It is well known that the burden of cardiovascular risk is disproportionably high in patients with advanced chronic kidney disease (CKD) and end stage renal disease (ESRD) compared with the general population [12]. Especially in patients with diabetes, the major causes of death relate to cardiovascular events – predominantly myocardial infarction and cerebrovascular events [13]. Approximately 40% of ESRD patients have angiographic evidence of significant coronary artery stenosis (>70%) and thus have increased risk of acute myocardial infarction and death [14]. Accordingly, eligibility protocols for SPK focus on the preoperative cardiovascular assessment to select patients who might maximally benefit from transplantation. Various management algorithms have been suggested to optimize investigations, for example, coronary angiography for those older than 45 years because the probability of coronary artery disease is high [15]; or all candidates older than 30 years or those with the disease for more than 20 years should undergo stress testing, and in those not able to perform those test adequately, coronary angiography [2]. It would therefore seem logical that careful cardiac screening before transplantation would improve survival after transplantation.
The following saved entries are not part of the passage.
//! Compiled state graph: immutable wiring plus an optional checkpointer.
//!
//! Built by `StateGraph::compile` or `compile_with_checkpointer`. `invoke` drives the
//! superstep loop to completion or suspension; `stream` runs the same loop on a spawned
//! task and hands back a stream of events; `resume` continues a suspended thread.

use std::collections::{BTreeMap, HashSet};
use std::sync::Arc;

use futures::TryStreamExt;
use serde_json::Value;
use tokio::sync::mpsc;
use tokio_stream::wrappers::ReceiverStream;

use crate::channels::{trigger_channel, Channel};
use crate::error::GraphError;
use crate::memory::{
    parse_version, ChannelVersions, CheckpointMetadata, CheckpointTuple, Checkpointer,
    ListOptions, RunnableConfig, INTERRUPT,
};
use crate::stream::{Emitter, StreamEvent, StreamMode, STREAM_BUFFER};

use super::conditional::ConditionalRouter;
use super::interrupt::Interrupt;
use super::node::Node;
use super::pregel::{self, RunInput};
use super::state::GraphState;

/// Validated graph wiring shared by all runs.
pub(crate) struct GraphInner {
    /// Declared channels plus one trigger channel per node.
    pub(crate) channels: BTreeMap<String, Arc<dyn Channel>>,
    /// Registration order.
    pub(crate) nodes: Vec<(String, Arc<dyn Node>)>,
    pub(crate) edges: Vec<(String, String)>,
    pub(crate) conditional_edges: Vec<(String, ConditionalRouter)>,
    pub(crate) recursion_limit: usize,
}

impl GraphInner {
    pub(crate) fn has_node(&self, id: &str) -> bool {
        self.nodes.iter().any(|(n, _)| n == id)
    }

    /// Nodes whose trigger advanced past the version they last saw, in registration order.
    pub(crate) fn ready_nodes(
        &self,
        versions: &ChannelVersions,
        versions_seen: &BTreeMap<String, ChannelVersions>,
    ) -> Vec<String> {
        self.nodes
            .iter()
            .filter(|(id, _)| {
                let trigger = trigger_channel(id);
                let current = versions.get(&trigger).map(|v| parse_version(v)).unwrap_or(0);
                let seen = versions_seen
                    .get(id)
                    .and_then(|m| m.get(&trigger))
                    .map(|v| parse_version(v))
                    .unwrap_or(0);
                current > seen
            })
            .map(|(id, _)| id.clone())
            .collect()
    }

    /// Stored values completed with channel defaults for anything missing.
    pub(crate) fn state_from_values(&self, mut values: BTreeMap<String, Value>) -> GraphState {
        for (name, channel) in &self.channels {
            if !values.contains_key(name) {
                if let Some(initial) = channel.initial() {
                    values.insert(name.clone(), initial);
                }
            }
        }
        GraphState::from_values(values)
    }

    fn snapshot(&self, tuple: CheckpointTuple) -> StateSnapshot {
        let next = self.ready_nodes(
            &tuple.checkpoint.channel_versions,
            &tuple.checkpoint.versions_seen,
        );
        let interrupts = tuple
            .pending_writes
            .iter()
            .filter(|w| w.channel == INTERRUPT)
            .filter_map(|w| serde_json::from_value(w.value.clone()).ok())
            .collect();
        StateSnapshot {
            values: self.state_from_values(tuple.checkpoint.channel_values).public(),
            next,
            config: tuple.config,
            parent_config: tuple.parent_config,
            metadata: tuple.metadata,
            interrupts,
        }
    }
}

/// How a run ended.
#[derive(Debug, Clone, PartialEq)]
pub enum RunOutcome {
    /// No node is scheduled anymore.
    Complete(GraphState),
    /// A node suspended. `state` is the last committed state; resume with `resume`.
    Suspended {
        interrupt: Interrupt,
        state: GraphState,
    },
    /// The stream consumer went away; the last committed checkpoint is intact.
    Cancelled(GraphState),
}

impl RunOutcome {
    pub fn state(&self) -> &GraphState {
        match self {
            Self::Complete(s) | Self::Cancelled(s) => s,
            Self::Suspended { state, .. } => state,
        }
    }

    pub fn into_state(self) -> GraphState {
        match self {
            Self::Complete(s) | Self::Cancelled(s) => s,
            Self::Suspended { state, .. } => state,
        }
    }

    pub fn interrupt(&self) -> Option<&Interrupt> {
        match self {
            Self::Suspended { interrupt, .. } => Some(interrupt),
            _ => None,
        }
    }

    pub fn is_suspended(&self) -> bool {
        matches!(self, Self::Suspended { .. })
    }
}

/// A checkpoint as seen from the graph: values, what runs next, open interrupts.
#[derive(Debug, Clone)]
pub struct StateSnapshot {
    pub values: GraphState,
    /// Nodes scheduled for the next superstep.
    pub next: Vec<String>,
    pub config: RunnableConfig,
    pub parent_config: Option<RunnableConfig>,
    pub metadata: CheckpointMetadata,
    pub interrupts: Vec<Interrupt>,
}

/// Executable graph. Cheap to clone; clones share wiring and checkpointer.
///
/// **Interaction**: nodes receive `&GraphState` and a `RunContext`; the checkpointer (if
/// any) receives `put_writes` per finished task and `put` per superstep.
#[derive(Clone)]
pub struct CompiledStateGraph {
    inner: Arc<GraphInner>,
    checkpointer: Option<Arc<dyn Checkpointer>>,
}

impl CompiledStateGraph {
    pub(crate) fn from_inner(inner: GraphInner, checkpointer: Option<Arc<dyn Checkpointer>>) -> Self {
        Self {
            inner: Arc::new(inner),
            checkpointer,
        }
    }

    pub fn checkpointer(&self) -> Option<&Arc<dyn Checkpointer>> {
        self.checkpointer.as_ref()
    }

    /// Node ids in registration order.
    pub fn node_ids(&self) -> Vec<String> {
        self.inner.nodes.iter().map(|(id, _)| id.clone()).collect()
    }

    /// Runs the graph with `input` (a JSON object of channel writes).
    ///
    /// With a checkpointer, the run continues the thread named by `config`: input is
    /// merged into the thread's latest state. A null input continues from the latest
    /// checkpoint without new writes.
    pub async fn invoke(
        &self,
        input: Value,
        config: &RunnableConfig,
    ) -> Result<RunOutcome, GraphError> {
        let mut emitter = Emitter::silent();
        pregel::run(
            &self.inner,
            self.checkpointer.as_deref(),
            config,
            RunInput::Input(input),
            &mut emitter,
        )
        .await
    }

    /// Resumes a suspended thread; the interrupted node receives `value` as its resume value.
    pub async fn resume(
        &self,
        value: Value,
        config: &RunnableConfig,
    ) -> Result<RunOutcome, GraphError> {
        let mut emitter = Emitter::silent();
        pregel::run(
            &self.inner,
            self.checkpointer.as_deref(),
            config,
            RunInput::Resume(value),
            &mut emitter,
        )
        .await
    }

    /// Like `invoke`, but emits events for `modes` while running on a spawned task.
    pub fn stream(
        &self,
        input: Value,
        config: RunnableConfig,
        modes: HashSet<StreamMode>,
    ) -> ReceiverStream<StreamEvent> {
        self.spawn_stream(RunInput::Input(input), config, modes)
    }

    /// Like `resume`, streamed.
    pub fn stream_resume(
        &self,
        value: Value,
        config: RunnableConfig,
        modes: HashSet<StreamMode>,
    ) -> ReceiverStream<StreamEvent> {
        self.spawn_stream(RunInput::Resume(value), config, modes)
    }

    fn spawn_stream(
        &self,
        input: RunInput,
        config: RunnableConfig,
        modes: HashSet<StreamMode>,
    ) -> ReceiverStream<StreamEvent> {
        let (tx, rx) = mpsc::channel(STREAM_BUFFER);
        let graph = self.clone();
        tokio::spawn(async move {
            let mut emitter = Emitter::new(tx, modes);
            // Failures were already delivered as an Error event.
            let result = pregel::run(
                &graph.inner,
                graph.checkpointer.as_deref(),
                &config,
                input,
                &mut emitter,
            )
            .await;
            if emitter.is_closed() {
                match result {
                    Ok(outcome) => tracing::debug!(
                        cancelled = matches!(outcome, RunOutcome::Cancelled(_)),
                        "stream consumer gone; run ended undelivered"
                    ),
                    Err(error) => {
                        tracing::debug!(%error, "stream consumer gone; run ended undelivered")
                    }
                }
            }
        });
        ReceiverStream::new(rx)
    }

    /// Snapshot of the checkpoint named by `config` (latest when no checkpoint id).
    pub async fn get_state(
        &self,
        config: &RunnableConfig,
    ) -> Result<Option<StateSnapshot>, GraphError> {
        let checkpointer = self
            .checkpointer
            .as_ref()
            .ok_or(GraphError::CheckpointerRequired("get_state"))?;
        let tuple = checkpointer.get_tuple(config).await?;
        Ok(tuple.map(|t| self.inner.snapshot(t)))
    }

    /// Snapshots of the thread, newest first.
    pub async fn get_state_history(
        &self,
        config: &RunnableConfig,
        limit: usize,
    ) -> Result<Vec<StateSnapshot>, GraphError> {
        let checkpointer = self
            .checkpointer
            .as_ref()
            .ok_or(GraphError::CheckpointerRequired("get_state_history"))?;
        let tuples: Vec<CheckpointTuple> = checkpointer
            .list(config, ListOptions::default().limit(limit))
            .await?
            .try_collect()
            .await?;
        Ok(tuples.into_iter().map(|t| self.inner.snapshot(t)).collect())
    }
}

impl std::fmt::Debug for CompiledStateGraph {
    fn fmt(&self, f: &mut std::fmt::Formatter<'_>) -> std::fmt::Result {
        f.debug_struct("CompiledStateGraph")
            .field("nodes", &self.node_ids())
            .field("channels", &self.inner.channels.keys().collect::<Vec<_>>())
            .field("checkpointer", &self.checkpointer.is_some())
            .finish()
    }
}

#[cfg(test)]
mod tests {
    use super::*;
    use crate::memory::version_token;
    use std::io;
    use std::sync::Mutex;
    use std::time::Duration;

    /// Shared buffer the test subscriber writes into.
    #[derive(Clone, Default)]
    struct Captured(Arc<Mutex<Vec<u8>>>);

    impl io::Write for Captured {
        fn write(&mut self, buf: &[u8]) -> io::Result<usize> {
            self.0.lock().unwrap().extend_from_slice(buf);
            Ok(buf.len())
        }

        fn flush(&mut self) -> io::Result<()> {
            Ok(())
        }
    }

    impl Captured {
        fn text(&self) -> String {
            String::from_utf8_lossy(&self.0.lock().unwrap()).into_owned()
        }
    }

    /// **Scenario**: dropping the stream right away still logs how the background run
    /// ended.
    #[tokio::test]
    async fn dropped_stream_logs_run_end() {
        let logs = Captured::default();
        let writer = logs.clone();
        let subscriber = tracing_subscriber::fmt()
            .with_max_level(tracing::Level::DEBUG)
            .with_ansi(false)
            .with_writer(move || writer.clone())
            .finish();
        let _guard = tracing::subscriber::set_default(subscriber);

        let mut g = crate::graph::StateGraph::new();
        g.add_channel("log", Arc::new(crate::channels::Append::new()))
            .add_node(
                "a",
                crate::graph::FnNode::arc("a", |_, _| async {
                    Ok(crate::graph::StateUpdate::new()
                        .set("log", serde_json::json!(["a"]))
                        .into())
                }),
            )
            .add_edge(crate::graph::START, "a")
            .add_edge("a", crate::graph::END);
        let graph = g.compile().unwrap();
        drop(graph.stream(serde_json::json!({}), RunnableConfig::default(), StreamMode::all()));

        for _ in 0..50 {
            if logs.text().contains("run ended undelivered") {
                break;
            }
            tokio::time::sleep(Duration::from_millis(10)).await;
        }
        assert!(logs.text().contains("stream consumer gone; run ended undelivered"));
    }

    /// **Scenario**: a node is ready only when its trigger version exceeds what it saw.
    #[test]
    fn ready_nodes_compare_trigger_versions() {
        let inner = GraphInner {
            channels: BTreeMap::new(),
            nodes: vec![],
            edges: vec![],
            conditional_edges: vec![],
            recursion_limit: 25,
        };
        assert!(inner.ready_nodes(&ChannelVersions::new(), &BTreeMap::new()).is_empty());

        let mut versions = ChannelVersions::new();
        versions.insert(trigger_channel("a"), version_token(2));
        let mut seen = BTreeMap::new();
        seen.insert(
            "a".to_string(),
            [(trigger_channel("a"), version_token(2))].into_iter().collect(),
        );
        let a: Arc<dyn Node> = crate::graph::FnNode::arc("a", |_, _| async {
            Ok(crate::graph::NodeOutput::Continue(Default::default()))
        });
        let inner = GraphInner {
            nodes: vec![("a".into(), a)],
            ..inner
        };
        assert!(inner.ready_nodes(&versions, &seen).is_empty());
        versions.insert(trigger_channel("a"), version_token(3));
        assert_eq!(inner.ready_nodes(&versions, &seen), vec!["a".to_string()]);
    }
}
But this is still a subject of debate as shown by a recent article of Patel et al.[16]. The authors challenged in their study the premise that cardiovascular testing before renal transplantation improves cardiovascular mortality outcome after transplantation [16]. Their study noted a similar risk for cardiovascular complications after transplantation despite cardiovascular testing and interventions in high-risk patients before transplantation was performed. A recent study even proposed a randomized controlled trial on patients on the waiting list for a kidney transplant [17▪▪]. Nevertheless, intense cardiovascular evaluation in the diabetic population is considered mandatory before transplantation [11], and in our opinion, coronary angiography is necessary in most of the transplant candidates.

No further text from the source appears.